use e2e_harness::{BROKEN_DB_ERROR, CliHarness, MockBackend, TestResult};

async fn start_backend(test: &str) -> TestResult<Option<MockBackend>> {
    match MockBackend::start().await {
        Ok(backend) => Ok(Some(backend)),
        Err(err) if err.to_string().contains("Operation not permitted") => {
            eprintln!("Skipping {}: socket bind not permitted", test);
            Ok(None)
        }
        Err(err) => Err(err),
    }
}

#[tokio::test(flavor = "multi_thread", worker_threads = 2)]
async fn task_lifecycle_against_mock_backend() -> TestResult<()> {
    let Some(backend) = start_backend("task lifecycle").await? else {
        return Ok(());
    };
    let cli = CliHarness::new(&backend.base_url())?;

    let created = cli
        .run(&[
            "tasks",
            "create",
            "--name",
            "nightly",
            "--db",
            "1:orders",
            "--db",
            "2:broken_db",
            "--sql",
            "SELECT 1; SELECT 2",
        ])
        .await?;
    assert!(created.success(), "create failed: {}", created);
    assert!(created.stdout.contains("Created task #1"), "{}", created);
    assert!(created.stdout.contains("2 databases x 2 statements"), "{}", created);
    assert_eq!(backend.validate_calls(), 1);

    let watched = cli.run(&["tasks", "run", "1", "--watch"]).await?;
    assert!(watched.success(), "run --watch failed: {}", watched);
    assert!(watched.stdout.contains("Task #1 started"), "{}", watched);
    assert!(
        watched
            .stdout
            .contains("completed with 1 failed database(s)"),
        "{}",
        watched
    );
    assert_eq!(backend.task_status(1), Some(2));

    let errors = cli.run(&["tasks", "errors", "1"]).await?;
    assert!(errors.success(), "errors failed: {}", errors);
    assert!(errors.stdout.contains("broken_db"), "{}", errors);
    assert!(errors.stdout.contains(BROKEN_DB_ERROR), "{}", errors);
    assert!(errors.stdout.contains("2 failed execution(s)"), "{}", errors);

    let starred = cli.run(&["tasks", "favorite", "1"]).await?;
    assert!(starred.stdout.contains("added to favorites"), "{}", starred);
    let unstarred = cli.run(&["tasks", "favorite", "1"]).await?;
    assert!(unstarred.stdout.contains("removed from favorites"), "{}", unstarred);

    let results = cli.run(&["results", "show", "1", "101"]).await?;
    assert!(results.success(), "results show failed: {}", results);
    assert!(results.stdout.contains("Database"), "{}", results);
    assert!(results.stdout.contains("orders"), "{}", results);
    assert!(!results.stdout.contains("query_task_execution_id"), "{}", results);

    let out = cli.data_dir().join("nightly.csv");
    let out_arg = out.display().to_string();
    let exported = cli
        .run(&["results", "export", "1", "101", "--out", &out_arg])
        .await?;
    assert!(exported.success(), "export failed: {}", exported);
    let csv = std::fs::read_to_string(&out)?;
    assert!(csv.starts_with('\u{feff}'));
    assert!(csv.contains("1,inst-1,orders"), "{}", csv);
    assert!(!csv.contains("broken_db"), "{}", csv);
    assert!(!out.with_extension("csv.part").exists());

    let deleted = cli.run(&["tasks", "delete", "1", "1", "--yes"]).await?;
    assert!(deleted.success(), "delete failed: {}", deleted);
    assert!(deleted.stdout.contains("Deleted 1 task(s)"), "{}", deleted);
    assert_eq!(backend.task_count(), 0);

    backend.shutdown().await;
    Ok(())
}

#[tokio::test(flavor = "multi_thread", worker_threads = 2)]
async fn running_task_cannot_be_started_again() -> TestResult<()> {
    let Some(backend) = start_backend("rerun guard").await? else {
        return Ok(());
    };
    let cli = CliHarness::new(&backend.base_url())?;

    let created = cli
        .run(&[
            "tasks", "create", "--name", "busy", "--db", "1:orders", "--sql", "SELECT 1",
            "--run",
        ])
        .await?;
    assert!(created.success(), "create --run failed: {}", created);
    assert_eq!(backend.task_status(1), Some(1));

    let again = cli.run(&["tasks", "run", "1"]).await?;
    assert_eq!(again.status.code(), Some(1), "{}", again);
    assert!(again.stderr.contains("cannot be run now"), "{}", again);
    assert_eq!(backend.run_calls(1), 1);

    backend.shutdown().await;
    Ok(())
}

#[tokio::test(flavor = "multi_thread", worker_threads = 2)]
async fn invalid_requests_never_reach_create() -> TestResult<()> {
    let Some(backend) = start_backend("create validation").await? else {
        return Ok(());
    };
    let cli = CliHarness::new(&backend.base_url())?;

    let unnamed = cli
        .run(&["tasks", "create", "--db", "1:orders", "--sql", "SELECT 1"])
        .await?;
    assert_eq!(unnamed.status.code(), Some(1), "{}", unnamed);
    assert!(unnamed.stdout.contains("task_name"), "{}", unnamed);
    assert_eq!(backend.validate_calls(), 0);

    let stray = cli
        .run(&[
            "tasks", "create", "--name", "stray", "--instances", "1", "--db", "2:broken_db",
            "--sql", "SELECT 1",
        ])
        .await?;
    assert_eq!(stray.status.code(), Some(1), "{}", stray);
    assert!(stray.stdout.contains("not on a chosen instance"), "{}", stray);
    assert_eq!(backend.validate_calls(), 0);

    let bad_sql = cli
        .run(&[
            "tasks", "create", "--name", "typo", "--db", "1:orders", "--sql", "SELEC 1",
        ])
        .await?;
    assert_eq!(bad_sql.status.code(), Some(1), "{}", bad_sql);
    assert!(bad_sql.stdout.contains("sql_content"), "{}", bad_sql);
    assert!(bad_sql.stdout.contains("SELEC"), "{}", bad_sql);
    assert_eq!(backend.validate_calls(), 1);
    assert_eq!(backend.task_count(), 0);

    backend.shutdown().await;
    Ok(())
}

#[tokio::test(flavor = "multi_thread", worker_threads = 2)]
async fn exclude_plan_lists_remaining_databases() -> TestResult<()> {
    let Some(backend) = start_backend("exclude plan").await? else {
        return Ok(());
    };
    let cli = CliHarness::new(&backend.base_url())?;

    let plan = cli
        .run(&[
            "tasks",
            "create",
            "--name",
            "sweep",
            "--mode",
            "exclude",
            "--instances",
            "1",
            "--db",
            "1:orders",
            "--sql",
            "SELECT 1",
            "--dry-run",
        ])
        .await?;
    assert!(plan.success(), "dry run failed: {}", plan);
    assert!(plan.stdout.contains("/inventory"), "{}", plan);
    assert!(plan.stdout.contains("/customers"), "{}", plan);
    assert!(!plan.stdout.contains("/orders"), "{}", plan);
    assert_eq!(backend.task_count(), 0);
    assert_eq!(backend.validate_calls(), 0);

    backend.shutdown().await;
    Ok(())
}

#[tokio::test(flavor = "multi_thread", worker_threads = 2)]
async fn templates_are_stored_locally() -> TestResult<()> {
    // nothing listens here; template commands never touch the backend
    let cli = CliHarness::new("http://127.0.0.1:9")?;

    let saved = cli
        .run(&[
            "templates",
            "save",
            "nightly",
            "--mode",
            "exclude",
            "--instances",
            "1",
            "--db",
            "1:tmp",
            "--sql",
            "SELECT 1; SELECT 2",
        ])
        .await?;
    assert!(saved.success(), "save failed: {}", saved);
    assert!(cli.data_dir().join("templates.db").exists());

    let listed = cli.run(&["templates", "list"]).await?;
    assert!(listed.stdout.contains("nightly"), "{}", listed);
    assert!(listed.stdout.contains("exclude"), "{}", listed);

    let removed = cli.run(&["templates", "delete", "nightly"]).await?;
    assert!(removed.success(), "delete failed: {}", removed);

    let missing = cli.run(&["templates", "show", "nightly"]).await?;
    assert_eq!(missing.status.code(), Some(1), "{}", missing);
    assert!(missing.stderr.contains("not found"), "{}", missing);
    Ok(())
}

Instructions to follow:
For the word "stray", return every line of the records that holds it.

Output of the exercise:
    let stray = cli
            "tasks", "create", "--name", "stray", "--instances", "1", "--db", "2:broken_db",
    assert_eq!(stray.status.code(), Some(1), "{}", stray);
    assert!(stray.stdout.contains("not on a chosen instance"), "{}", stray);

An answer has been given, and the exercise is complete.